GL 3 MASS MOVEMENT MONITORING ESSAY
Describe how sites of potentially hazardous mass movement can be monitored. In your answer examine
why monitoring may not be effective. Illustrate your answer with examples where possible.
(25)
Mass movements on a hillside or a cliff can be monitored directly and indirectly. Some of the methods
used are shown in the diagram below.
Mass movements can be measured directly using laser surveying. Fixed reference points, such as studs
cemented into stable rocks, can be used to see if the distance between them is changing because the slope in
between is moving. GPS (Global Positioning System) can also be used as satellites can carry devices that
measure altitude and position very accurately.
Cracks in the surface of a slide can be measured using strain meters, which consist of wires fastened to
fixed points. The change in width of a crack can be constantly monitored so that warning can be given if
unexpected changes occur. Strain meters can also be put down boreholes to see if the deeper parts of a slope
are moving. These can be automatically monitored and computer analysed to see if the movement is
dangerous. Strain gauges are used on the slopes of volcanoes, such as Hekla in Iceland, or across known
faults, such as the San Andreas fault. Volcanic eruptions and earthquakes can trigger landslides so the
information can be used in several ways.
Geophones, which measure vibrations, are used in some places. These assess slow movements in
rocks and subsoil to see if any movement is taking place. In Sweden and Japan they are linked to an automatic
warning system which tells train drivers taking routes across the unstable areas if there is any danger. That
means that the trains can slow down and stop if a landslide is detected on the line ahead.
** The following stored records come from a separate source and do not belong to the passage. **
//! Aggregation of transactions and contributions
//!
//! Every function here is a pure reduction over the slices it is given.
//! Nothing is cached: spent and saved totals are recomputed on each call.

use std::collections::{BTreeMap, HashMap};

use chrono::{Datelike, NaiveDate};
use serde::{Deserialize, Serialize};
use tracing::debug;

use super::filter::filter_contributions;
use crate::models::{
    Budget, BudgetId, DateRange, GoalId, Money, SavingsGoal, Transaction, TransactionType,
};

/// Total for one category
#[derive(Debug, Clone, PartialEq, Eq, Serialize, Deserialize)]
pub struct CategoryTotal {
    pub name: String,
    pub value: Money,
}

/// Income and expense totals for one calendar month
#[derive(Debug, Clone, PartialEq, Eq, Serialize, Deserialize)]
pub struct MonthlyTotals {
    /// Short month name ("Jan")
    pub month: String,
    pub income: Money,
    pub expenses: Money,
}

impl MonthlyTotals {
    pub fn net(&self) -> Money {
        self.income - self.expenses
    }
}

/// Income and expense totals for one month of one year
#[derive(Debug, Clone, PartialEq, Eq, Serialize, Deserialize)]
pub struct PeriodTotals {
    pub year: i32,
    pub month: u32,
    pub income: Money,
    pub expenses: Money,
}

impl PeriodTotals {
    /// Label in `YYYY-MM` form
    pub fn label(&self) -> String {
        format!("{:04}-{:02}", self.year, self.month)
    }

    pub fn net(&self) -> Money {
        self.income - self.expenses
    }
}

/// Spending against one budget
#[derive(Debug, Clone, PartialEq, Eq, Serialize, Deserialize)]
pub struct BudgetProgress {
    pub budget_id: BudgetId,
    pub category: String,
    pub allocated: Money,
    pub spent: Money,
    /// `allocated - spent`; negative when overspent
    pub remaining: Money,
    /// Rounded and unclamped; 0 when nothing is allocated
    pub percentage: i64,
}

/// Savings toward one goal
#[derive(Debug, Clone, PartialEq, Serialize, Deserialize)]
pub struct GoalProgress {
    pub goal_id: GoalId,
    pub title: String,
    pub target: Money,
    pub saved: Money,
    pub remaining: Money,
    /// Capped at 100; 0 when the target is zero
    pub percentage: f64,
}

/// Headline totals for a set of transactions
#[derive(Debug, Clone, Default, PartialEq, Eq, Serialize, Deserialize)]
pub struct FinancialSummary {
    pub total_income: Money,
    pub total_expenses: Money,
    pub net_balance: Money,
    pub transaction_count: usize,
}

/// Sum amounts per category for transactions of one type
///
/// Categories keep the order in which they are first seen.
pub fn group_by_category(
    transactions: &[Transaction],
    kind: TransactionType,
) -> Vec<CategoryTotal> {
    let mut totals: Vec<CategoryTotal> = Vec::new();
    let mut index: HashMap<&str, usize> = HashMap::new();

    for txn in transactions.iter().filter(|t| t.kind == kind) {
        match index.get(txn.category.as_str()) {
            Some(&i) => totals[i].value += txn.amount,
            None => {
                index.insert(txn.category.as_str(), totals.len());
                totals.push(CategoryTotal {
                    name: txn.category.clone(),
                    value: txn.amount,
                });
            }
        }
    }

    totals
}

/// Bucket income and expenses by calendar month, January first
///
/// Months with no transactions are omitted. Years share buckets, so a
/// range spanning two Januaries yields a single "Jan" entry; use
/// [`monthly_series_by_period`] to keep years apart. Undated transactions
/// are skipped.
pub fn monthly_series(transactions: &[Transaction]) -> Vec<MonthlyTotals> {
    let mut buckets: [Option<MonthlyTotals>; 12] = Default::default();

    for txn in transactions {
        let Some(date) = txn.date else { continue };
        let bucket = buckets[date.month0() as usize].get_or_insert_with(|| MonthlyTotals {
            month: date.format("%b").to_string(),
            income: Money::zero(),
            expenses: Money::zero(),
        });
        match txn.kind {
            TransactionType::Income => bucket.income += txn.amount,
            TransactionType::Expense => bucket.expenses += txn.amount,
        }
    }

    buckets.into_iter().flatten().collect()
}

/// Bucket income and expenses by (year, month) in chronological order
pub fn monthly_series_by_period(transactions: &[Transaction]) -> Vec<PeriodTotals> {
    let mut buckets: BTreeMap<(i32, u32), (Money, Money)> = BTreeMap::new();

    for txn in transactions {
        let Some(date) = txn.date else { continue };
        let entry = buckets.entry((date.year(), date.month())).or_default();
        match txn.kind {
            TransactionType::Income => entry.0 += txn.amount,
            TransactionType::Expense => entry.1 += txn.amount,
        }
    }

    buckets
        .into_iter()
        .map(|((year, month), (income, expenses))| PeriodTotals {
            year,
            month,
            income,
            expenses,
        })
        .collect()
}

/// Total expenses recorded against a budget
pub fn budget_spent(budget: &Budget, transactions: &[Transaction]) -> Money {
    transactions
        .iter()
        .filter(|t| t.counts_against(&budget.id))
        .map(|t| t.amount)
        .sum()
}

/// Spending progress for a budget
pub fn budget_progress(budget: &Budget, transactions: &[Transaction]) -> BudgetProgress {
    let spent = budget_spent(budget, transactions);
    let allocated = budget.allocated_amount;
    let percentage = spent.percent_of(allocated).round() as i64;

    debug!(
        budget = %budget.id,
        spent = %spent,
        allocated = %allocated,
        percentage,
        "Budget progress"
    );

    BudgetProgress {
        budget_id: budget.id.clone(),
        category: budget.category.clone(),
        allocated,
        spent,
        remaining: allocated - spent,
        percentage,
    }
}

/// Total contributed toward a goal
pub fn goal_saved(goal: &SavingsGoal) -> Money {
    goal.contributions.iter().map(|c| c.amount).sum()
}

/// Savings progress for a goal over all of its contributions
pub fn goal_progress(goal: &SavingsGoal) -> GoalProgress {
    build_goal_progress(goal, goal_saved(goal))
}

/// Savings progress counting only contributions inside `range`
pub fn goal_progress_in_range(goal: &SavingsGoal, range: &DateRange) -> GoalProgress {
    let saved: Money = filter_contributions(&goal.contributions, range)
        .iter()
        .map(|c| c.amount)
        .sum();
    build_goal_progress(goal, saved)
}

fn build_goal_progress(goal: &SavingsGoal, saved: Money) -> GoalProgress {
    let target = goal.target_amount;
    GoalProgress {
        goal_id: goal.id.clone(),
        title: goal.title.clone(),
        target,
        saved,
        remaining: target - saved,
        percentage: saved.percent_of(target).min(100.0),
    }
}

/// Income, expense and net totals
pub fn summarize(transactions: &[Transaction]) -> FinancialSummary {
    let (total_income, total_expenses) =
        transactions
            .iter()
            .fold((Money::zero(), Money::zero()), |(income, expenses), t| match t.kind {
                TransactionType::Income => (income + t.amount, expenses),
                TransactionType::Expense => (income, expenses + t.amount),
            });

    FinancialSummary {
        total_income,
        total_expenses,
        net_balance: total_income - total_expenses,
        transaction_count: transactions.len(),
    }
}

/// Earliest and latest dated transaction, if any
pub fn date_span(transactions: &[Transaction]) -> Option<(NaiveDate, NaiveDate)> {
    let mut dates = transactions.iter().filter_map(|t| t.date);
    let first = dates.next()?;
    Some(dates.fold((first, first), |(lo, hi), d| (lo.min(d), hi.max(d))))
}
Monitoring needs to take place over a long period of time for warning signs to be observed and
analysed. There needs to be a full understanding of the geology and water movements in the slope if
monitoring is going to be valuable.
Indirect monitoring can take place on the factors which could cause a mass movement.
Many mass movements are triggered by a rise in the water content of the slope, which can increase
pore water pressure and weight. The Water Authorities can measure the level of groundwater in a slope.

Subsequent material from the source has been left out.